__The problem__
Find the word "HttpTransport" in the listing, and copy out each line where it turns up.

__Records provided__
------------------------------------
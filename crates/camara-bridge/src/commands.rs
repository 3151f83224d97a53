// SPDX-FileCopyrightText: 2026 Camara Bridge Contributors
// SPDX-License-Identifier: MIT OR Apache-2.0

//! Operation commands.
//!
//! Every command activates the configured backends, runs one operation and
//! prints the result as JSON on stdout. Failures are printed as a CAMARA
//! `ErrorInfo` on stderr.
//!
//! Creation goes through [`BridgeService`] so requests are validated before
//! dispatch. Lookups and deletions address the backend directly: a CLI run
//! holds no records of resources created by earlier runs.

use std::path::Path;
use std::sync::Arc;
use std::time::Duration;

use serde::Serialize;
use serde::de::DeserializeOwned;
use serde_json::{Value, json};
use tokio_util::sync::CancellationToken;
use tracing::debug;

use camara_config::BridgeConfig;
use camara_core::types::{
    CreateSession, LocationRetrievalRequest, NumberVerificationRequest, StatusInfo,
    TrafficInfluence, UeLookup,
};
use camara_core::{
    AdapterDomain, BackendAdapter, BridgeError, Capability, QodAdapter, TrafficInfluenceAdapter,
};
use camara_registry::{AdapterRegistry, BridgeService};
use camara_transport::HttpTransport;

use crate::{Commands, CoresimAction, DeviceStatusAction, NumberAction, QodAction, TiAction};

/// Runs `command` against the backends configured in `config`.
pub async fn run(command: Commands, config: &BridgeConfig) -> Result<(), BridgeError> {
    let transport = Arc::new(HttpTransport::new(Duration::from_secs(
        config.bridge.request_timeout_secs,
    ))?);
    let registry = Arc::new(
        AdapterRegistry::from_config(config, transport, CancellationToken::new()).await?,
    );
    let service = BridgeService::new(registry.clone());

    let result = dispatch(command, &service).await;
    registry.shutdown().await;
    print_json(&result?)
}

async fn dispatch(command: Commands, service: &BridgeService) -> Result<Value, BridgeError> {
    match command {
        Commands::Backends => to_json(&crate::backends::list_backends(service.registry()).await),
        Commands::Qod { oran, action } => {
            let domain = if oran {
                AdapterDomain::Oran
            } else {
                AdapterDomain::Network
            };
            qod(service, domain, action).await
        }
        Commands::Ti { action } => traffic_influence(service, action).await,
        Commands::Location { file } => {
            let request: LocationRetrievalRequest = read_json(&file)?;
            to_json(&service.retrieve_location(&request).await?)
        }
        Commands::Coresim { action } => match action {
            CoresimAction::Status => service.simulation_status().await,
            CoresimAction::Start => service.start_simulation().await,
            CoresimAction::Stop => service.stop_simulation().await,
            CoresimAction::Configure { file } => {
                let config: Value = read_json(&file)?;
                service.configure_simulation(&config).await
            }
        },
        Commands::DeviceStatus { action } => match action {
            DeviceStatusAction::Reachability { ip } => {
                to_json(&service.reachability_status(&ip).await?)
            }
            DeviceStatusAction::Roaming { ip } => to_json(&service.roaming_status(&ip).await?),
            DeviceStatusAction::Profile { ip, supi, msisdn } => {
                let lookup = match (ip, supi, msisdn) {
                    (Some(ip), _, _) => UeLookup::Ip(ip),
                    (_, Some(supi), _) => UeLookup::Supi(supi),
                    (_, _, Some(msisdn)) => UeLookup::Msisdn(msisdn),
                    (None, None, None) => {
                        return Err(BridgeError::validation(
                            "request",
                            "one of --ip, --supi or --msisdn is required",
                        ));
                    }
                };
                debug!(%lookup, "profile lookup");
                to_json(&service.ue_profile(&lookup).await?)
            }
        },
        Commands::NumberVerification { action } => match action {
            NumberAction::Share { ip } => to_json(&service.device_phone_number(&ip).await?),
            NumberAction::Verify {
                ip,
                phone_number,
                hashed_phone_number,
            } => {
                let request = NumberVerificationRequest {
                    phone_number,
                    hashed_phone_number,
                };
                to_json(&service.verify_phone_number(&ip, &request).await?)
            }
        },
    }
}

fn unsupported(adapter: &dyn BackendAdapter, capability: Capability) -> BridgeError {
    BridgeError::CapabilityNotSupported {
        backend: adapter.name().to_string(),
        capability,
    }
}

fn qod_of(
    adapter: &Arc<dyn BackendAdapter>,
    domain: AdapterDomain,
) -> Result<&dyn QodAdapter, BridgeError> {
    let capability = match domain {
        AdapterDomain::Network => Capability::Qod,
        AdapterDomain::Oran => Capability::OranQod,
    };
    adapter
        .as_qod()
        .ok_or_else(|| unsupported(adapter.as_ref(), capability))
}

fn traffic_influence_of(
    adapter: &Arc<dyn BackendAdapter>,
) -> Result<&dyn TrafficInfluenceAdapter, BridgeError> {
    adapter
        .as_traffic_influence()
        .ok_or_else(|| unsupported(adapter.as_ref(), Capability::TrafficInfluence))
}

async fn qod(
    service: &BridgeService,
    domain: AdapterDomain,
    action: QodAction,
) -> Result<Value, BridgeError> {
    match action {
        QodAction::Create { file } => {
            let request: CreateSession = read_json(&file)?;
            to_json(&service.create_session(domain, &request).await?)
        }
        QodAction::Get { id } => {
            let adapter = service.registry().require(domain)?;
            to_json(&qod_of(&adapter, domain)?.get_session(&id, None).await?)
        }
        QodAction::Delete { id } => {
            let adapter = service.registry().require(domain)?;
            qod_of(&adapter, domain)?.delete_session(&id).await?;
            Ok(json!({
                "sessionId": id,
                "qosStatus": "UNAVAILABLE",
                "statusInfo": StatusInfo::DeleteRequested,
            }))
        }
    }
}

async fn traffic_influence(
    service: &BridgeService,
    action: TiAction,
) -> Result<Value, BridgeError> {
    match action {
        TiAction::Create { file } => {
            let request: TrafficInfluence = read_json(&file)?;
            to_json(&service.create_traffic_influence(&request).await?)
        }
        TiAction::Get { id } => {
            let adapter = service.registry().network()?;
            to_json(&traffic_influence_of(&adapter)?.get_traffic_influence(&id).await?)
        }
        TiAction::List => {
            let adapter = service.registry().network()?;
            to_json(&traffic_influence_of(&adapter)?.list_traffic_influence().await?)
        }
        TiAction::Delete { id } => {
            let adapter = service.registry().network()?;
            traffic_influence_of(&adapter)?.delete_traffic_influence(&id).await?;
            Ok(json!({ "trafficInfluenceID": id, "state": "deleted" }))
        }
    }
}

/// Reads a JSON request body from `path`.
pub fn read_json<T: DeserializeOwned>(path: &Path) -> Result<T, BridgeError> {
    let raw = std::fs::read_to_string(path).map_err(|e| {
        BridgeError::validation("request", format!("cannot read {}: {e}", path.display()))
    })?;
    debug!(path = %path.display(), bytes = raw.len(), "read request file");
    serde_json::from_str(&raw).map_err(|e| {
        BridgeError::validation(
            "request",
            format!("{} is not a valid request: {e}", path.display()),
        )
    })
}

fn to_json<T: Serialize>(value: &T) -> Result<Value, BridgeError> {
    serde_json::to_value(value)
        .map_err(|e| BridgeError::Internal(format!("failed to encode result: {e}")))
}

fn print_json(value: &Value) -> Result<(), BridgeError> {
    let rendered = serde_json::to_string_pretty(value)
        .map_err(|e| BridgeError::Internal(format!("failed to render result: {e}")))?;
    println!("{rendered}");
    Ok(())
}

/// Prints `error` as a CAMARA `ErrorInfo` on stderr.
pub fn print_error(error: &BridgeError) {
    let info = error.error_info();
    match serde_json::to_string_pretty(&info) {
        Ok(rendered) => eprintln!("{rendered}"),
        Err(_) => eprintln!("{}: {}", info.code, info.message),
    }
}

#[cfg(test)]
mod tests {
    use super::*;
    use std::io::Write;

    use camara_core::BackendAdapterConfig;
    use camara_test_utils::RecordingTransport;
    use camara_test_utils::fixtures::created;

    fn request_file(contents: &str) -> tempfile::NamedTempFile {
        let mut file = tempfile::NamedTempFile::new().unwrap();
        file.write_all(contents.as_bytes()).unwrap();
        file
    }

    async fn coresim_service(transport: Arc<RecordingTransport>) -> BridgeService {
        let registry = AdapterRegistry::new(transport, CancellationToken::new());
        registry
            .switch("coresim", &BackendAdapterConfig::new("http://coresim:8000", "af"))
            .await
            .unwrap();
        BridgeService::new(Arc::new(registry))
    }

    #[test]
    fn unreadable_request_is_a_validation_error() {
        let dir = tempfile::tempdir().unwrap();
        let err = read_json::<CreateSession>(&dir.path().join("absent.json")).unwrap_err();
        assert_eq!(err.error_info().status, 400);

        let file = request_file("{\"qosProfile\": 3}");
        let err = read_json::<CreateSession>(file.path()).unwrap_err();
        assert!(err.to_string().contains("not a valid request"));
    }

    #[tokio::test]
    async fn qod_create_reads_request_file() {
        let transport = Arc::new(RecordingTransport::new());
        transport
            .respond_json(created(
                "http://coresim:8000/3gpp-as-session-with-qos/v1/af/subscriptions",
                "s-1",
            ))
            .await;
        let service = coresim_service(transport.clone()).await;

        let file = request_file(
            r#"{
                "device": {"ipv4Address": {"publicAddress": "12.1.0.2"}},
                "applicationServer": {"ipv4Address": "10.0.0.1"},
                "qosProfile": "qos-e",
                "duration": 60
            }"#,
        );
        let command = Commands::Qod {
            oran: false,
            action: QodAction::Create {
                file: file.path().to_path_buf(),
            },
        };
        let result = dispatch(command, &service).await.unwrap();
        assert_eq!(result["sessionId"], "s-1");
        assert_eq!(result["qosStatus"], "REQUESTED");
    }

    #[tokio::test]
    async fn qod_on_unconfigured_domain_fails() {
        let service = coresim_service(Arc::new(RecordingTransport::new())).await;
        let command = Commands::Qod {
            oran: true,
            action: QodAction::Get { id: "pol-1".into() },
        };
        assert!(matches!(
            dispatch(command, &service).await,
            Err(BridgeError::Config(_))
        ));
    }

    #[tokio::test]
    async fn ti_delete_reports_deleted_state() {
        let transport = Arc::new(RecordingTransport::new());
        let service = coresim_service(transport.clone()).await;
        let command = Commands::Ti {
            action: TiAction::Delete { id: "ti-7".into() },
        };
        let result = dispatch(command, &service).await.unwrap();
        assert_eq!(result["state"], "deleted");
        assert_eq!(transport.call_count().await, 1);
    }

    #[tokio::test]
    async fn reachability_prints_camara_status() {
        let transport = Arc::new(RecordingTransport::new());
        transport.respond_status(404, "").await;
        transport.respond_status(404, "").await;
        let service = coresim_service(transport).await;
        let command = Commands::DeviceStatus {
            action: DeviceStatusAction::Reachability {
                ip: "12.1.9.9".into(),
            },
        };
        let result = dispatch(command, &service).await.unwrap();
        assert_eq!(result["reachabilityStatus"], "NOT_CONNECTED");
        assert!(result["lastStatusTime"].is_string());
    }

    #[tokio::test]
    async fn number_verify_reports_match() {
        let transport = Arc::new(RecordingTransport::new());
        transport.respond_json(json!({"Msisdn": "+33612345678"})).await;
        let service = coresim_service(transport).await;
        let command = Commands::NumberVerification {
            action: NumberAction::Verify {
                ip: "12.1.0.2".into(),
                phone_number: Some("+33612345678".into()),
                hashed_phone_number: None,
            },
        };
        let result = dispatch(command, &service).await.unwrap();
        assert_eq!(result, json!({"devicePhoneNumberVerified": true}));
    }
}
------------------------------------
__Response area__
use camara_transport::HttpTransport;
    let transport = Arc::new(HttpTransport::new(Duration::from_secs(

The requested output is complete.